No Smoking

This is the time of year when dusty decorations are being eagerly extricated from a cupboard, and suddenly tinsel and sleigh bells take their short-lived but disproportionate place in all our lives.

It’s also the time when the season of office parties deliberately blur the line between work and leisure, with games and organised fun and the drinking that goes with it can blur judgement and dissolve inhibitions. It’s the inhibitions bit that makes me a bit uncomfortable.

When I was younger I worked somewhere where there was a senior man who was… you know… a bit ‘handsy’. The young women in the office brushed it off, and just made sure they didn’t find themselves passing on the stairs at the office party or (God forbid) sharing a taxi with him.

There were always stories about someone who’d seen something or spoken to someone, and you know, there’s no smoke without fire, right? But what could I do? He was much more senior than me and it seemed like ‘the girls’ were handling it. We even joked about it a bit at the time.

We don’t joke about it now.

Now, when I meet with people I worked with back then, we feel embarrassed – guilty even – that we didn’t speak up, challenge, DO something. 

Because we all left eventually and went our separate ways, but I’m damn sure this guy carried on doing exactly the same thing for years and years and years. God knows how many young women who added a #MeToo to their social feed a couple of years back, as a small fuck you to the man that made them feel uncomfortable and unsafe at work.

Today it would all be different. In today’s world he probably wouldn’t dare do it in the first place, but if he did then the young women involved would (I hope) feel more empowered to speak up.

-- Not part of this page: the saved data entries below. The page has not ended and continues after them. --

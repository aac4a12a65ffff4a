//! Load a household data set from a directory of CSV files
//!
//! Expected files:
//! - scale.csv (optional, statutory scale 44 when absent)
//! - profiles.csv
//! - lpp_accounts.csv
//! - third_pillar_accounts.csv (optional)

use std::io::Read;
use std::path::Path;

use chrono::NaiveDate;
use log::info;
use serde::Deserialize;

use crate::avs::{AvsClaimantProfile, DisabilityTier, MaritalStatus};
use crate::error::{PensionError, Result};
use crate::lpp::{LppAccount, ProjectedRents};
use crate::pillar3::{ThirdPillarAccount, ThirdPillarType};
use crate::scale::{load_scale_rows, BenefitScaleRow, StatutoryScale};

fn default_active() -> bool {
    true
}

/// Raw CSV row of profiles.csv
#[derive(Debug, Deserialize)]
struct ProfileRow {
    profile_id: String,
    average_annual_income: f64,
    years_contributed: u8,
    marital_status: String,
    #[serde(default)]
    disability_tier: Option<String>,
    #[serde(default)]
    number_of_children: Option<u8>,
    #[serde(default)]
    birth_date: Option<NaiveDate>,
}

impl ProfileRow {
    fn to_profile(self) -> Result<AvsClaimantProfile> {
        let marital_status: MaritalStatus = self.marital_status.parse()?;

        let disability_tier = match self.disability_tier.as_deref().map(str::trim) {
            None | Some("") => None,
            Some(code) => Some(code.parse::<DisabilityTier>().map_err(|e| {
                PensionError::data(format!("profile {}: {}", self.profile_id, e))
            })?),
        };

        Ok(AvsClaimantProfile {
            profile_id: self.profile_id,
            average_annual_income: self.average_annual_income,
            years_contributed: self.years_contributed,
            marital_status,
            disability_tier,
            number_of_children: self.number_of_children.unwrap_or(0),
            birth_date: self.birth_date,
        })
    }
}

/// Raw CSV row of lpp_accounts.csv, one column per projected rent age
#[derive(Debug, Deserialize)]
struct LppRow {
    id: String,
    profile_id: String,
    #[serde(default)]
    provider: String,
    current_savings: Option<f64>,
    projected_savings_at_retirement: Option<f64>,
    projected_retirement_rent_at_60: Option<f64>,
    projected_retirement_rent_at_61: Option<f64>,
    projected_retirement_rent_at_62: Option<f64>,
    projected_retirement_rent_at_63: Option<f64>,
    projected_retirement_rent_at_64: Option<f64>,
    projected_retirement_rent_at_65: Option<f64>,
    disability_rent: Option<f64>,
    disability_child_rent: Option<f64>,
    widow_rent: Option<f64>,
    orphan_rent: Option<f64>,
    death_capital: Option<f64>,
    supplementary_death_capital: Option<f64>,
    waiting_period_days: Option<u32>,
    certificate_date: Option<NaiveDate>,
    #[serde(default = "default_active")]
    is_active: bool,
}

impl LppRow {
    fn to_account(self) -> LppAccount {
        let projected_rents = ProjectedRents {
            at_60: self.projected_retirement_rent_at_60,
            at_61: self.projected_retirement_rent_at_61,
            at_62: self.projected_retirement_rent_at_62,
            at_63: self.projected_retirement_rent_at_63,
            at_64: self.projected_retirement_rent_at_64,
            at_65: self.projected_retirement_rent_at_65,
        };

        LppAccount {
            id: self.id,
            profile_id: self.profile_id,
            provider: self.provider,
            current_savings: self.current_savings,
            projected_savings_at_retirement: self.projected_savings_at_retirement,
            projected_rents,
            disability_rent: self.disability_rent,
            disability_child_rent: self.disability_child_rent,
            widow_rent: self.widow_rent,
            orphan_rent: self.orphan_rent,
            death_capital: self.death_capital,
            supplementary_death_capital: self.supplementary_death_capital,
            waiting_period_days: self.waiting_period_days,
            certificate_date: self.certificate_date,
            is_active: self.is_active,
        }
    }
}

/// Raw CSV row of third_pillar_accounts.csv
#[derive(Debug, Deserialize)]
struct ThirdPillarRow {
    id: String,
    profile_id: String,
    #[serde(default)]
    provider: String,
    account_type: String,
    current_amount: Option<f64>,
    annual_contribution: Option<f64>,
    return_rate: Option<f64>,
    projected_amount_at_retirement: Option<f64>,
    disability_rent: Option<f64>,
    death_capital: Option<f64>,
    #[serde(default = "default_active")]
    is_active: bool,
}

impl ThirdPillarRow {
    fn to_account(self) -> Result<ThirdPillarAccount> {
        let account_type: ThirdPillarType = self.account_type.parse()?;

        Ok(ThirdPillarAccount {
            id: self.id,
            profile_id: self.profile_id,
            provider: self.provider,
            account_type,
            current_amount: self.current_amount,
            annual_contribution: self.annual_contribution,
            return_rate: self.return_rate,
            projected_amount_at_retirement: self.projected_amount_at_retirement,
            disability_rent: self.disability_rent,
            death_capital: self.death_capital,
            is_active: self.is_active,
        })
    }
}

/// Load claimant profiles from any reader
pub fn load_profiles_from_reader<R: Read>(reader: R) -> Result<Vec<AvsClaimantProfile>> {
    let mut csv_reader = csv::Reader::from_reader(reader);
    let mut profiles = Vec::new();

    for result in csv_reader.deserialize() {
        let row: ProfileRow = result?;
        profiles.push(row.to_profile()?);
    }

    Ok(profiles)
}

/// Load occupational pension accounts from any reader
pub fn load_lpp_accounts_from_reader<R: Read>(reader: R) -> Result<Vec<LppAccount>> {
    let mut csv_reader = csv::Reader::from_reader(reader);
    let mut accounts = Vec::new();

    for result in csv_reader.deserialize() {
        let row: LppRow = result?;
        accounts.push(row.to_account());
    }

    Ok(accounts)
}

/// Load third-pillar accounts from any reader
pub fn load_third_pillar_accounts_from_reader<R: Read>(reader: R) -> Result<Vec<ThirdPillarAccount>> {
    let mut csv_reader = csv::Reader::from_reader(reader);
    let mut accounts = Vec::new();

    for result in csv_reader.deserialize() {
        let row: ThirdPillarRow = result?;
        accounts.push(row.to_account()?);
    }

    Ok(accounts)
}

/// Load occupational pension accounts from a CSV file
pub fn load_lpp_accounts<P: AsRef<Path>>(path: P) -> Result<Vec<LppAccount>> {
    load_lpp_accounts_from_reader(std::fs::File::open(path)?)
}

/// Load third-pillar accounts from a CSV file
pub fn load_third_pillar_accounts<P: AsRef<Path>>(path: P) -> Result<Vec<ThirdPillarAccount>> {
    load_third_pillar_accounts_from_reader(std::fs::File::open(path)?)
}

/// All tables of a household data directory
#[derive(Debug, Clone)]
pub struct LoadedHousehold {
    pub scale_rows: Vec<BenefitScaleRow>,
    pub profiles: Vec<AvsClaimantProfile>,
    pub lpp_accounts: Vec<LppAccount>,
    pub third_pillar_accounts: Vec<ThirdPillarAccount>,
}

/// Load every table from a data directory
pub fn load_from_dir(path: &Path) -> Result<LoadedHousehold> {
    let scale_path = path.join("scale.csv");
    let scale_rows = if scale_path.exists() {
        load_scale_rows(&scale_path)?
    } else {
        StatutoryScale::default().rows()
    };

    let profiles = load_profiles_from_reader(std::fs::File::open(path.join("profiles.csv"))?)?;
    let lpp_accounts = load_lpp_accounts(path.join("lpp_accounts.csv"))?;

    let third_pillar_path = path.join("third_pillar_accounts.csv");
    let third_pillar_accounts = if third_pillar_path.exists() {
        load_third_pillar_accounts(&third_pillar_path)?
    } else {
        Vec::new()
    };

    info!(
        "Loaded {} profiles, {} LPP accounts, {} third-pillar accounts from {}",
        profiles.len(),
        lpp_accounts.len(),
        third_pillar_accounts.len(),
        path.display()
    );

    Ok(LoadedHousehold {
        scale_rows,
        profiles,
        lpp_accounts,
        third_pillar_accounts,
    })
}
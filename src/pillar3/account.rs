//! Private retirement savings (third pillar) accounts

use std::fmt;
use std::str::FromStr;

use serde::{Deserialize, Serialize};

use crate::error::{PensionError, Result};

fn default_active() -> bool {
    true
}

/// Account subtype
#[derive(Debug, Clone, Copy, PartialEq, Eq, Hash, Serialize, Deserialize)]
pub enum ThirdPillarType {
    /// Tied pension provision with a bank
    #[serde(rename = "3a_bank")]
    Bank3a,
    /// Tied pension provision with an insurer
    #[serde(rename = "3a_insurance")]
    Insurance3a,
    /// Free pension provision
    #[serde(rename = "3b")]
    Pillar3b,
}

impl ThirdPillarType {
    /// Insurance-only benefits (disability rent, death capital) apply to this subtype
    pub fn carries_insurance(&self) -> bool {
        matches!(self, ThirdPillarType::Insurance3a | ThirdPillarType::Pillar3b)
    }

    pub fn as_str(&self) -> &'static str {
        match self {
            ThirdPillarType::Bank3a => "3a_bank",
            ThirdPillarType::Insurance3a => "3a_insurance",
            ThirdPillarType::Pillar3b => "3b",
        }
    }
}

impl FromStr for ThirdPillarType {
    type Err = PensionError;

    fn from_str(s: &str) -> Result<Self> {
        match s.trim() {
            "3a_bank" => Ok(ThirdPillarType::Bank3a),
            "3a_insurance" => Ok(ThirdPillarType::Insurance3a),
            "3b" => Ok(ThirdPillarType::Pillar3b),
            other => Err(PensionError::data(format!("unknown third-pillar account type: {}", other))),
        }
    }
}

impl fmt::Display for ThirdPillarType {
    fn fmt(&self, f: &mut fmt::Formatter<'_>) -> fmt::Result {
        f.write_str(self.as_str())
    }
}

#[derive(Debug, Clone, PartialEq, Serialize, Deserialize)]
pub struct ThirdPillarAccount {
    pub id: String,
    pub profile_id: String,
    #[serde(default)]
    pub provider: String,
    pub account_type: ThirdPillarType,

    #[serde(default)]
    pub current_amount: Option<f64>,
    #[serde(default)]
    pub annual_contribution: Option<f64>,
    /// Expected annual return, e.g. 0.02 for 2%
    #[serde(default)]
    pub return_rate: Option<f64>,
    /// Stored projection at retirement (not derived here)
    #[serde(default)]
    pub projected_amount_at_retirement: Option<f64>,

    // Insurance subtypes only
    /// Annual disability rent
    #[serde(default)]
    pub disability_rent: Option<f64>,
    #[serde(default)]
    pub death_capital: Option<f64>,

    #[serde(default = "default_active")]
    pub is_active: bool,
}

impl ThirdPillarAccount {
    pub fn new(
        id: impl Into<String>,
        profile_id: impl Into<String>,
        account_type: ThirdPillarType,
    ) -> Self {
        Self {
            id: id.into(),
            profile_id: profile_id.into(),
            provider: String::new(),
            account_type,
            current_amount: None,
            annual_contribution: None,
            return_rate: None,
            projected_amount_at_retirement: None,
            disability_rent: None,
            death_capital: None,
            is_active: true,
        }
    }

    /// Disability rent, always zero for bank accounts
    pub fn insured_disability_rent(&self) -> f64 {
        if self.account_type.carries_insurance() {
            self.disability_rent.unwrap_or(0.0)
        } else {
            0.0
        }
    }

    /// Death capital, always zero for bank accounts
    pub fn insured_death_capital(&self) -> f64 {
        if self.account_type.carries_insurance() {
            self.death_capital.unwrap_or(0.0)
        } else {
            0.0
        }
    }
}
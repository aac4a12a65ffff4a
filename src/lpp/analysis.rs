//! Household rollup of occupational pension accounts
//!
//! Each category is summed across accounts (missing values count as zero).
//! Monthly figures are derived from the summed annual total, never summed
//! per account, so `monthly == round(annual / 12)` always holds.

use chrono::NaiveDate;
use log::{debug, warn};
use serde::{Deserialize, Serialize};

use super::account::{LppAccount, RetirementAge};
use crate::format::round_currency;

/// Early-retirement rent stated on one account
#[derive(Debug, Clone, PartialEq, Serialize, Deserialize)]
pub struct EarlyRetirementOption {
    pub account_id: String,
    pub provider: String,
    pub age: u8,
    pub annual_rent: f64,
    pub monthly_rent: f64,
}

/// Summed occupational pension benefits for one profile
#[derive(Debug, Clone, Default, PartialEq, Serialize, Deserialize)]
pub struct LppAnalysis {
    pub total_current_savings: f64,
    pub total_projected_savings: f64,

    pub total_annual_rent_65: f64,
    pub total_monthly_rent_65: f64,

    pub total_disability_rent_annual: f64,
    pub total_disability_rent_monthly: f64,
    pub total_disability_child_rent_annual: f64,

    /// Base plus supplementary death capital
    pub total_death_capital: f64,

    pub total_widow_rent_annual: f64,
    pub total_widow_rent_monthly: f64,

    pub total_orphan_rent_annual: f64,
    pub total_orphan_rent_monthly: f64,

    /// Ages 60-64 with a stated rent, per account
    pub early_retirement_options: Vec<EarlyRetirementOption>,

    pub total_accounts: usize,

    pub longest_waiting_period_days: Option<u32>,
    pub latest_certificate_date: Option<NaiveDate>,
}

fn monthly_from_annual(annual: f64) -> f64 {
    round_currency(annual / 12.0)
}

/// Aggregate the active accounts of one profile
///
/// Soft-deleted accounts are skipped. An empty list gives an all-zero analysis.
pub fn aggregate(accounts: &[LppAccount]) -> LppAnalysis {
    let mut analysis = LppAnalysis::default();

    for account in accounts {
        if !account.is_active {
            warn!("Skipping inactive LPP account {}", account.id);
            continue;
        }

        analysis.total_accounts += 1;
        analysis.total_current_savings += account.current_savings.unwrap_or(0.0);
        analysis.total_projected_savings += account.projected_savings_at_retirement.unwrap_or(0.0);
        analysis.total_annual_rent_65 += account.annual_rent_at_65();
        analysis.total_disability_rent_annual += account.disability_rent.unwrap_or(0.0);
        analysis.total_disability_child_rent_annual += account.disability_child_rent.unwrap_or(0.0);
        analysis.total_death_capital += account.total_death_capital();
        analysis.total_widow_rent_annual += account.widow_rent.unwrap_or(0.0);
        analysis.total_orphan_rent_annual += account.orphan_rent.unwrap_or(0.0);

        for age in RetirementAge::EARLY {
            if let Some(rent) = account.projected_rents.get(age).filter(|r| *r > 0.0) {
                analysis.early_retirement_options.push(EarlyRetirementOption {
                    account_id: account.id.clone(),
                    provider: account.provider.clone(),
                    age: age.years(),
                    annual_rent: rent,
                    monthly_rent: monthly_from_annual(rent),
                });
            }
        }

        analysis.longest_waiting_period_days =
            analysis.longest_waiting_period_days.max(account.waiting_period_days);
        analysis.latest_certificate_date =
            analysis.latest_certificate_date.max(account.certificate_date);
    }

    analysis.total_monthly_rent_65 = monthly_from_annual(analysis.total_annual_rent_65);
    analysis.total_disability_rent_monthly =
        monthly_from_annual(analysis.total_disability_rent_annual);
    analysis.total_widow_rent_monthly = monthly_from_annual(analysis.total_widow_rent_annual);
    analysis.total_orphan_rent_monthly = monthly_from_annual(analysis.total_orphan_rent_annual);

    debug!(
        "LPP aggregate over {} accounts: rent at 65 = {:.2}/year",
        analysis.total_accounts, analysis.total_annual_rent_65
    );

    analysis
}

impl LppAnalysis {
    /// Early-retirement options for one age across all accounts
    pub fn options_at(&self, age: u8) -> impl Iterator<Item = &EarlyRetirementOption> {
        self.early_retirement_options.iter().filter(move |o| o.age == age)
    }
}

And I know that I would stand up to him too – forget the seniority, you’re out of line and I’m not going to stand by and pretend the talk is just talk. Because you can get smoke without fire, but not this much smoke.

I can’t beat myself up for not doing then what I’d do now. I wasn’t the man then that I am today, and I think if I met my younger self I’d probably think he was a bit of a dickhead for various reasons that have nothing to do with this. But he didn’t know what I know.

What I can do is encourage you not to ignore that tell tale whiff of smoke in the air – in a meeting room, a lift, a conversation. Because if there is just a little smoke, then maybe you should break the glass and press the red button just in case.

Better a false alarm than someone getting burnt.